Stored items

::::::::::

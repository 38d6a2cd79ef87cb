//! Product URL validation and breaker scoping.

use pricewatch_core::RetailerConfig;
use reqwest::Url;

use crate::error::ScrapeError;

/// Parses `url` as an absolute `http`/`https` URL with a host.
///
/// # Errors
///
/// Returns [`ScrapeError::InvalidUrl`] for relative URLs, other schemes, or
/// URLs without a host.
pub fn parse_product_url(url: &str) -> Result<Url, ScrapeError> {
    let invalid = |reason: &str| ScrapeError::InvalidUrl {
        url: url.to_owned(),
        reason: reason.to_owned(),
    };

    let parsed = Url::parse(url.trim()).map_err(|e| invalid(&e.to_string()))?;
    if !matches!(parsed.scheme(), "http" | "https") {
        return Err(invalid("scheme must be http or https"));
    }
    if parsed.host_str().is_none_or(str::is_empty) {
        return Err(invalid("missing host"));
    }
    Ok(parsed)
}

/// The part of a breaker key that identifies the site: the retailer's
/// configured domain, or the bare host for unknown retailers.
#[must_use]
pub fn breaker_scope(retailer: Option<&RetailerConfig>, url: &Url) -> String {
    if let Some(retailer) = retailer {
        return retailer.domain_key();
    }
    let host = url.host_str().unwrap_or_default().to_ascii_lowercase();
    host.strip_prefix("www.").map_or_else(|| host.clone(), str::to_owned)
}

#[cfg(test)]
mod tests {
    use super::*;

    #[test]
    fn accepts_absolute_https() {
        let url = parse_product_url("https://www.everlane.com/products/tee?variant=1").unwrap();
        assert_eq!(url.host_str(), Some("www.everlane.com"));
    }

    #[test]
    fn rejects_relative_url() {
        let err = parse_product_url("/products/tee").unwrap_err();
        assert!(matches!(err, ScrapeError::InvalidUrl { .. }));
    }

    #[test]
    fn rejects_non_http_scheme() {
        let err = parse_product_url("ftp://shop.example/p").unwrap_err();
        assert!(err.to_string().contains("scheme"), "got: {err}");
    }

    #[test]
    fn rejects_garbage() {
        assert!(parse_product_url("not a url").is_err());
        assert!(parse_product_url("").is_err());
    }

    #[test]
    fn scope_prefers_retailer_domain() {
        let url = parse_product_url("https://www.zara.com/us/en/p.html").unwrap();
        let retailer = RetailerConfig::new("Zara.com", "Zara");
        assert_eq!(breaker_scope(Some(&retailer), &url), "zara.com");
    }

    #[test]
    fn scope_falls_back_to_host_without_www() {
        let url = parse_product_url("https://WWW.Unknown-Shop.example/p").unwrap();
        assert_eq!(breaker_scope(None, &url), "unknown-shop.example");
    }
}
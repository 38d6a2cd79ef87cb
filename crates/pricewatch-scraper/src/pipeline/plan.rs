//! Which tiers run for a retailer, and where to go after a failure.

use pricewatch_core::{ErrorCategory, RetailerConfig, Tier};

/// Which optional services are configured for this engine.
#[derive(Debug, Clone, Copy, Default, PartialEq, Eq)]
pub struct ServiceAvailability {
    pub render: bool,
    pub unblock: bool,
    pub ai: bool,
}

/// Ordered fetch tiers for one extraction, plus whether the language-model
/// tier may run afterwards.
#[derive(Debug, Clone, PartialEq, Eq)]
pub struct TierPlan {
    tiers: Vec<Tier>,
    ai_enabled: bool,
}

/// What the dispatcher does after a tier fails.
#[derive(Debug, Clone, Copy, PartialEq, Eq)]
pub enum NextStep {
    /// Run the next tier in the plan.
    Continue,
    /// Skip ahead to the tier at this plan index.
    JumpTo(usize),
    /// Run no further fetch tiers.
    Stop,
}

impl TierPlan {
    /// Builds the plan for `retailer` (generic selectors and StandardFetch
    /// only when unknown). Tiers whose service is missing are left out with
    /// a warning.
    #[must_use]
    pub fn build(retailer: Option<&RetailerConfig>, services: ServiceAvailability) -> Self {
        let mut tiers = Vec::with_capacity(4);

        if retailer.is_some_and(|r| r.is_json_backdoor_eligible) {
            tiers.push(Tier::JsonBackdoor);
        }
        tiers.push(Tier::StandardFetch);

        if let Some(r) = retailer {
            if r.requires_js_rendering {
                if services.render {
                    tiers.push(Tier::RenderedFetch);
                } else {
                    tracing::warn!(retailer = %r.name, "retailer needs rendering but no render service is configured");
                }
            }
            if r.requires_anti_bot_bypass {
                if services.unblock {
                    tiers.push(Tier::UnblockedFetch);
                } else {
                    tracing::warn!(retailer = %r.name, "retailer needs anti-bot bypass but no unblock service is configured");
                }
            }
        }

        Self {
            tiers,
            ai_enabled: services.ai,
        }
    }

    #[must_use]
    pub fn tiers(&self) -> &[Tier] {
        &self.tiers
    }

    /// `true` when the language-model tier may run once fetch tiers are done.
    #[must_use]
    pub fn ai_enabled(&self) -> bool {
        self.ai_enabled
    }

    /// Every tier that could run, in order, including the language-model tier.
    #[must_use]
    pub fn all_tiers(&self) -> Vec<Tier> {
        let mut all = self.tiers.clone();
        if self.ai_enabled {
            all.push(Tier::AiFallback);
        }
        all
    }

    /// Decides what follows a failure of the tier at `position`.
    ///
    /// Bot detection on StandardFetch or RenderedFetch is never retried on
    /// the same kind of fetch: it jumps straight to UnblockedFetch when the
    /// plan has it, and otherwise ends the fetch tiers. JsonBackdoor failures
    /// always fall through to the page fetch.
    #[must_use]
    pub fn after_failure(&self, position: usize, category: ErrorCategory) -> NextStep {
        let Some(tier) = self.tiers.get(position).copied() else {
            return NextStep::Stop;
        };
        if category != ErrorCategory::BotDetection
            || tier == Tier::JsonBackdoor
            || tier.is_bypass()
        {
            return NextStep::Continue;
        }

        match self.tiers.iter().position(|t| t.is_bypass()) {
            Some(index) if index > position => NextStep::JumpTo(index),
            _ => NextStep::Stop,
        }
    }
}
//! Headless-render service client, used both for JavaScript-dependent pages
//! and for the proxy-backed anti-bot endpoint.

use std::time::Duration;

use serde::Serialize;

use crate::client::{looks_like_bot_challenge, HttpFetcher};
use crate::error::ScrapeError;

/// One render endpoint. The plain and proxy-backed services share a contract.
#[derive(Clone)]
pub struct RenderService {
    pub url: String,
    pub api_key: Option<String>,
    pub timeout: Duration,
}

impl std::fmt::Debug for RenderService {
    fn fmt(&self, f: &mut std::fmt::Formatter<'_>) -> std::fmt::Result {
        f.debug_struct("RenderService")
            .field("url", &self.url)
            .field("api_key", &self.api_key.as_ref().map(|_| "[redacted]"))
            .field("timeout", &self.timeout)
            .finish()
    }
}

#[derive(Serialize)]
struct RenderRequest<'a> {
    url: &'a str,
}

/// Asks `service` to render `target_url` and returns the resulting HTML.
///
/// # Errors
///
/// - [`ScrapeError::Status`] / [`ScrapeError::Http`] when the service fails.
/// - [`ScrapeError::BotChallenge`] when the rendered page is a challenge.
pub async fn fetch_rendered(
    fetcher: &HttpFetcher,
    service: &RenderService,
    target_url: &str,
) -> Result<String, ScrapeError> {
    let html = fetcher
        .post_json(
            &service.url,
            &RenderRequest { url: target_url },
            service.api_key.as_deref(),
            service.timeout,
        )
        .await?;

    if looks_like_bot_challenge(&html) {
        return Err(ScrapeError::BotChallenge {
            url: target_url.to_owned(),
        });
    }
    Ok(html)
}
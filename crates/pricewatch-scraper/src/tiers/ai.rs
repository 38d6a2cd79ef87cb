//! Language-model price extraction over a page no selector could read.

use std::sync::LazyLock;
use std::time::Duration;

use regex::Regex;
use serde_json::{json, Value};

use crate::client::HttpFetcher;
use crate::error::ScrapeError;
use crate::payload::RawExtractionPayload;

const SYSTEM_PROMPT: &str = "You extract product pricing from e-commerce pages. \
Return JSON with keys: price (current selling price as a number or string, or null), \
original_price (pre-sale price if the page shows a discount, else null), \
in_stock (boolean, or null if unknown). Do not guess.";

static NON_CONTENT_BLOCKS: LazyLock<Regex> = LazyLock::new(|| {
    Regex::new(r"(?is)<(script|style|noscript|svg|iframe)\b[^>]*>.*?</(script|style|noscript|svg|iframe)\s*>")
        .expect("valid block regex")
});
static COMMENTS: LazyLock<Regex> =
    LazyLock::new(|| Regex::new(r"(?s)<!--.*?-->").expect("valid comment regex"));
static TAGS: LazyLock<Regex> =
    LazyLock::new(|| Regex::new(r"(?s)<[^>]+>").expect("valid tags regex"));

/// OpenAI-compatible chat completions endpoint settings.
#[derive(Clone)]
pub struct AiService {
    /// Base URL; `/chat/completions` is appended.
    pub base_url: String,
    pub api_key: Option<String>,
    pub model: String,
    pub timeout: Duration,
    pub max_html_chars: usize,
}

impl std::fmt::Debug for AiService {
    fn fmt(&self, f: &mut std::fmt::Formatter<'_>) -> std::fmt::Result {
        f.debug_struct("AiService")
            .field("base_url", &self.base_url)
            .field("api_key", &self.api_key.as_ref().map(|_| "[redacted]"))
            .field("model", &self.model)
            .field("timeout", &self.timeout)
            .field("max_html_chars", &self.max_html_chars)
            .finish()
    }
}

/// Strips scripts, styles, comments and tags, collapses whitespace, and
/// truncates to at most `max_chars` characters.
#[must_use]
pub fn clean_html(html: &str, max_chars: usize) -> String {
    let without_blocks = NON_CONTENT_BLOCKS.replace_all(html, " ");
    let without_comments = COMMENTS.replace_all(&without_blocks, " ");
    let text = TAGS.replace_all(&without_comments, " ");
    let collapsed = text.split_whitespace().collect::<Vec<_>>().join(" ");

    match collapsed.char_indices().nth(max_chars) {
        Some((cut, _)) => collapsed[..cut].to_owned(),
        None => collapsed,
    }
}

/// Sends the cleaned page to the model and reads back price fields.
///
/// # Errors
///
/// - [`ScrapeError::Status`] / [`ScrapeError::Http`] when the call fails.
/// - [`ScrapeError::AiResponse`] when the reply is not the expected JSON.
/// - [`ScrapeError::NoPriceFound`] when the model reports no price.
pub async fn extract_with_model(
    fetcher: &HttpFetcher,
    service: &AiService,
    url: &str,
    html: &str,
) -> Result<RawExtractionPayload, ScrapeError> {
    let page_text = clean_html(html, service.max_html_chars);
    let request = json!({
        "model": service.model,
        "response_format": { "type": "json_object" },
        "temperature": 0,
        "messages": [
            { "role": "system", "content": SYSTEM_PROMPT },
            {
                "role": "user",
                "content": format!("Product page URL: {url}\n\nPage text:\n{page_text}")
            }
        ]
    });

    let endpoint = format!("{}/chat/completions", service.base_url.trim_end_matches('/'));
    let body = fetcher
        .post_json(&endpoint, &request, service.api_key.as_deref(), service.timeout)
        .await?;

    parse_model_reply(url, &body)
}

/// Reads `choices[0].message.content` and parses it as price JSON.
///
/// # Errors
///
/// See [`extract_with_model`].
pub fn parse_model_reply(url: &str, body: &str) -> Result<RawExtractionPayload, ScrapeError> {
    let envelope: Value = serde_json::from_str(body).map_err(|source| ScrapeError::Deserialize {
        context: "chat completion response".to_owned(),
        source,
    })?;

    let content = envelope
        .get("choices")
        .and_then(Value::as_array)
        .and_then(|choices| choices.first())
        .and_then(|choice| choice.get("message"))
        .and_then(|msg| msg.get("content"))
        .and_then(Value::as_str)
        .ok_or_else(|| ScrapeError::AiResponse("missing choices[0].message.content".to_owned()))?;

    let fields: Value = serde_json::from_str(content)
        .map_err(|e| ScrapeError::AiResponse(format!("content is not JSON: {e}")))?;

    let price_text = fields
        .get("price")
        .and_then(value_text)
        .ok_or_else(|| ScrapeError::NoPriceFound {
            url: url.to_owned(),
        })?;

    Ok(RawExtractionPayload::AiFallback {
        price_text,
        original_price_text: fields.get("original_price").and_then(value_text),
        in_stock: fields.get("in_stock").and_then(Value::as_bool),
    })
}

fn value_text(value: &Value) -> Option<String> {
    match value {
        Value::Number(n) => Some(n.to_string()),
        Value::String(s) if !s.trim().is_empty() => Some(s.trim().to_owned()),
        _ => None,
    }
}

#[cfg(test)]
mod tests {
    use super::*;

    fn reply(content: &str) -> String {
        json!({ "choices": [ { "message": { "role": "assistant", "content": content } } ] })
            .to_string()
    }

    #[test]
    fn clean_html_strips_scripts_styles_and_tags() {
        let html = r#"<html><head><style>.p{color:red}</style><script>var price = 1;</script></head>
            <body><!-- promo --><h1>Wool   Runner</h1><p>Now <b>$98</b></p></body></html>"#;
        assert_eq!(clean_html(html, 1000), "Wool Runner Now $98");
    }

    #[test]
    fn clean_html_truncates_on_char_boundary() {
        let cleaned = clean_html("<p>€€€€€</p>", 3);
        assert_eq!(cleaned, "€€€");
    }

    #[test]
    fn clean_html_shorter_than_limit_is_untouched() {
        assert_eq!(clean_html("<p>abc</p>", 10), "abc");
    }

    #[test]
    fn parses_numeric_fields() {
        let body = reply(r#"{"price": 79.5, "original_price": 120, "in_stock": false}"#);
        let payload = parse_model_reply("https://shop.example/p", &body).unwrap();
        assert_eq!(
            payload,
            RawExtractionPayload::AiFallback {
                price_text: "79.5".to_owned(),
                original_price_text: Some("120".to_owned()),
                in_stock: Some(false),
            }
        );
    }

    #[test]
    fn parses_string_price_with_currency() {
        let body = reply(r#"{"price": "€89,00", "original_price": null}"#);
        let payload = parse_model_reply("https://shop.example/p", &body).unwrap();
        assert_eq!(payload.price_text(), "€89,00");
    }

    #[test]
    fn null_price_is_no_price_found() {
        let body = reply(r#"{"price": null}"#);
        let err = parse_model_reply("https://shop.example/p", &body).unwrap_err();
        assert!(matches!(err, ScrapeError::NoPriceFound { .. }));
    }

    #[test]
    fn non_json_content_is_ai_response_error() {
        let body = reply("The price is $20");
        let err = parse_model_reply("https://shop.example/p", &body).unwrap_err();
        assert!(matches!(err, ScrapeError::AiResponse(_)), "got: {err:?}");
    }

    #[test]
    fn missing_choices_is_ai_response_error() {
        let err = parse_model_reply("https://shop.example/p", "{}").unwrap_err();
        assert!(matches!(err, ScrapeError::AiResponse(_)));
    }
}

::::::::::

Work instructions: In the lines above, spot each one that contains the word "impl" and copy it.

Solution to the problem:
impl TierPlan {
impl std::fmt::Debug for RenderService {
impl std::fmt::Debug for AiService {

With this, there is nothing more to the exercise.